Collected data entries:
####################
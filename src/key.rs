//! An ECDSA keypair on secp256k1.
//!
//! A `Key` may hold a secret scalar with its public point, or a public point
//! alone (the shape signature recovery produces). The `compressed` flag only
//! affects how the public key serializes; signing is unaffected.
//!
//! Signatures use deterministic RFC 6979 nonces and serialize as strict DER.
//! The legacy private-key container is the SEC1 / RFC 5915 `ECPrivateKey`
//! structure with the secp256k1 OID.

use k256::ecdsa::signature::hazmat::{PrehashSigner, PrehashVerifier};
use k256::ecdsa::{Signature, SigningKey, VerifyingKey};
use k256::FieldBytes;
use sec1::der::asn1::ObjectIdentifier;
use sec1::der::{Decode, Encode};
use sec1::{EcParameters, EcPrivateKey};
use zeroize::{Zeroize, Zeroizing};

use crate::error::Error;
use crate::point::{Point, SecretScalar, COMPRESSED_POINT_SIZE};

/// ASN.1 OID for secp256k1, `1.3.132.0.10`.
const SECP256K1_OID: ObjectIdentifier = ObjectIdentifier::new_unwrap("1.3.132.0.10");

/// A secp256k1 keypair.
#[derive(Clone)]
pub struct Key {
    secret: Option<SecretScalar>,
    public: Option<Point>,
    compressed: bool,
}

impl Key {
    /// An empty key. Nothing can be signed or verified until one of the
    /// setters populates it.
    pub fn new() -> Self {
        Self {
            secret: None,
            public: None,
            compressed: false,
        }
    }

    /// Generate a fresh keypair from the OS RNG.
    pub fn generate(compressed: bool) -> Self {
        let secret = SecretScalar::random();
        let public = Point::generator_mul(&secret.to_scalar());
        Self {
            secret: Some(secret),
            public: Some(public),
            compressed,
        }
    }

    /// Build a key from a raw 32-byte big-endian secret.
    pub fn from_secret_bytes(secret: &[u8; 32], compressed: bool) -> Result<Self, Error> {
        let mut key = Self::new();
        key.set_secret(secret, compressed)?;
        Ok(key)
    }

    /// Parse a SEC1 DER private key.
    pub fn from_sec1_der(der: &[u8]) -> Result<Self, Error> {
        let mut key = Self::new();
        key.set_sec1_der(der)?;
        Ok(key)
    }

    /// Replace this key with the given secret. The value must be in `[1, n)`;
    /// on failure the key is left reset.
    pub fn set_secret(&mut self, secret: &[u8; 32], compressed: bool) -> Result<(), Error> {
        self.reset();
        let scalar = SecretScalar::from_bytes(secret)?;
        let public = Point::generator_mul(&scalar.to_scalar());
        self.secret = Some(scalar);
        self.public = Some(public);
        self.compressed = compressed;
        Ok(())
    }

    /// The secret as fixed-width big-endian bytes. Values below 2^248 stay
    /// left-padded rather than shrinking.
    pub fn secret_bytes(&self) -> Option<[u8; 32]> {
        self.secret.as_ref().map(|secret| *secret.as_bytes())
    }

    /// Replace this key from a SEC1 / RFC 5915 DER `ECPrivateKey`.
    ///
    /// The curve OID must name secp256k1. When the structure embeds a public
    /// key it must match re-derivation from the secret, and its length sets
    /// the compression flag. On any failure the key is left reset.
    pub fn set_sec1_der(&mut self, der: &[u8]) -> Result<(), Error> {
        self.reset();
        let parsed = EcPrivateKey::from_der(der).map_err(|_| Error::InvalidEncoding)?;
        match parsed.parameters {
            Some(EcParameters::NamedCurve(oid)) if oid == SECP256K1_OID => {}
            _ => return Err(Error::InvalidEncoding),
        }

        let mut secret_bytes: [u8; 32] = parsed
            .private_key
            .try_into()
            .map_err(|_| Error::InvalidEncoding)?;
        let parse = SecretScalar::from_bytes(&secret_bytes);
        secret_bytes.zeroize();
        let scalar = parse?;
        let public = Point::generator_mul(&scalar.to_scalar());

        let mut compressed = false;
        if let Some(embedded) = parsed.public_key {
            let embedded_point = Point::decode(embedded)?;
            if embedded_point != public {
                return Err(Error::InconsistentKey);
            }
            compressed = embedded.len() == COMPRESSED_POINT_SIZE;
        }

        self.secret = Some(scalar);
        self.public = Some(public);
        self.compressed = compressed;
        Ok(())
    }

    /// Emit the SEC1 DER private key, embedding the public key in whichever
    /// form the compression flag selects. The buffer zeroizes on drop.
    pub fn to_sec1_der(&self) -> Result<Zeroizing<Vec<u8>>, Error> {
        let secret = self.secret.as_ref().ok_or(Error::MissingSecret)?;
        let public = self.public.as_ref().ok_or(Error::MissingSecret)?;
        let public_bytes = public.encode(self.compressed)?;
        let document = EcPrivateKey {
            private_key: secret.as_bytes(),
            parameters: Some(EcParameters::NamedCurve(SECP256K1_OID)),
            public_key: Some(&public_bytes),
        }
        .to_der()
        .map_err(|_| Error::InvalidEncoding)?;
        Ok(Zeroizing::new(document))
    }

    /// Replace this key with a public key alone. A 33-byte encoding marks the
    /// key compressed, a 65-byte one uncompressed. On failure the key is left
    /// reset.
    pub fn set_public_key(&mut self, bytes: &[u8]) -> Result<(), Error> {
        self.reset();
        let point = Point::decode(bytes)?;
        self.public = Some(point);
        self.compressed = bytes.len() == COMPRESSED_POINT_SIZE;
        Ok(())
    }

    /// The public key encoded per the compression flag.
    pub fn public_key_bytes(&self) -> Option<Vec<u8>> {
        let public = self.public.as_ref()?;
        public.encode(self.compressed).ok()
    }

    pub(crate) fn public_point(&self) -> Option<&Point> {
        self.public.as_ref()
    }

    /// Sign a 32-byte message hash, returning a strict-DER ECDSA signature
    /// with an RFC 6979 deterministic nonce.
    pub fn sign(&self, hash: &[u8; 32]) -> Result<Vec<u8>, Error> {
        let signature = self.sign_raw(hash)?;
        Ok(signature.to_der().as_bytes().to_vec())
    }

    pub(crate) fn sign_raw(&self, hash: &[u8; 32]) -> Result<Signature, Error> {
        let secret = self.secret.as_ref().ok_or(Error::MissingSecret)?;
        let signing = SigningKey::from_bytes(FieldBytes::from_slice(secret.as_bytes()))
            .map_err(|_| Error::ScalarOutOfRange)?;
        signing.sign_prehash(hash).map_err(|_| Error::SigningFailed)
    }

    /// Verify a DER signature over a 32-byte hash. Non-canonical DER is
    /// rejected.
    pub fn verify(&self, hash: &[u8; 32], signature: &[u8]) -> bool {
        let Some(public) = self.public.as_ref() else {
            return false;
        };
        let Ok(parsed) = Signature::from_der(signature) else {
            return false;
        };
        let Ok(verifier) = VerifyingKey::from_affine(public.to_affine()) else {
            return false;
        };
        verifier.verify_prehash(hash, &parsed).is_ok()
    }

    /// Whether the key is populated and internally consistent: a held secret
    /// must re-derive the held public point.
    pub fn is_valid(&self) -> bool {
        match (&self.secret, &self.public) {
            (Some(secret), Some(public)) => {
                Point::generator_mul(&secret.to_scalar()) == *public
            }
            (None, Some(_)) => true,
            _ => false,
        }
    }

    /// Whether the key holds neither a secret nor a public half.
    pub fn is_null(&self) -> bool {
        self.secret.is_none() && self.public.is_none()
    }

    /// How the public key serializes.
    pub fn is_compressed(&self) -> bool {
        self.compressed
    }

    /// Clear both halves. Secret material is zeroized as it drops.
    pub fn reset(&mut self) {
        self.secret = None;
        self.public = None;
        self.compressed = false;
    }

    pub(crate) fn install_recovered(&mut self, public: Point, compressed: bool) {
        self.secret = None;
        self.public = Some(public);
        self.compressed = compressed;
    }
}

impl Default for Key {
    fn default() -> Self {
        Self::new()
    }
}

impl core::fmt::Debug for Key {
    fn fmt(&self, f: &mut core::fmt::Formatter<'_>) -> core::fmt::Result {
        f.debug_struct("Key")
            .field("public", &self.public_key_bytes().map(hex_preview))
            .field("compressed", &self.compressed)
            .finish_non_exhaustive()
    }
}

fn hex_preview(bytes: Vec<u8>) -> String {
    bytes.iter().map(|b| format!("{b:02x}")).collect()
}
####################
*Work to be completed:* Taking the records above, retype every line from the one with "32-byte big-endian secret." down to the one with "let embedded_point = Point::decode(embedded)?;", exactly and with nothing else.

*Response for this exercise:*
    /// Build a key from a raw 32-byte big-endian secret.
    pub fn from_secret_bytes(secret: &[u8; 32], compressed: bool) -> Result<Self, Error> {
        let mut key = Self::new();
        key.set_secret(secret, compressed)?;
        Ok(key)
    }

    /// Parse a SEC1 DER private key.
    pub fn from_sec1_der(der: &[u8]) -> Result<Self, Error> {
        let mut key = Self::new();
        key.set_sec1_der(der)?;
        Ok(key)
    }

    /// Replace this key with the given secret. The value must be in `[1, n)`;
    /// on failure the key is left reset.
    pub fn set_secret(&mut self, secret: &[u8; 32], compressed: bool) -> Result<(), Error> {
        self.reset();
        let scalar = SecretScalar::from_bytes(secret)?;
        let public = Point::generator_mul(&scalar.to_scalar());
        self.secret = Some(scalar);
        self.public = Some(public);
        self.compressed = compressed;
        Ok(())
    }

    /// The secret as fixed-width big-endian bytes. Values below 2^248 stay
    /// left-padded rather than shrinking.
    pub fn secret_bytes(&self) -> Option<[u8; 32]> {
        self.secret.as_ref().map(|secret| *secret.as_bytes())
    }

    /// Replace this key from a SEC1 / RFC 5915 DER `ECPrivateKey`.
    ///
    /// The curve OID must name secp256k1. When the structure embeds a public
    /// key it must match re-derivation from the secret, and its length sets
    /// the compression flag. On any failure the key is left reset.
    pub fn set_sec1_der(&mut self, der: &[u8]) -> Result<(), Error> {
        self.reset();
        let parsed = EcPrivateKey::from_der(der).map_err(|_| Error::InvalidEncoding)?;
        match parsed.parameters {
            Some(EcParameters::NamedCurve(oid)) if oid == SECP256K1_OID => {}
            _ => return Err(Error::InvalidEncoding),
        }

        let mut secret_bytes: [u8; 32] = parsed
            .private_key
            .try_into()
            .map_err(|_| Error::InvalidEncoding)?;
        let parse = SecretScalar::from_bytes(&secret_bytes);
        secret_bytes.zeroize();
        let scalar = parse?;
        let public = Point::generator_mul(&scalar.to_scalar());

        let mut compressed = false;
        if let Some(embedded) = parsed.public_key {
            let embedded_point = Point::decode(embedded)?;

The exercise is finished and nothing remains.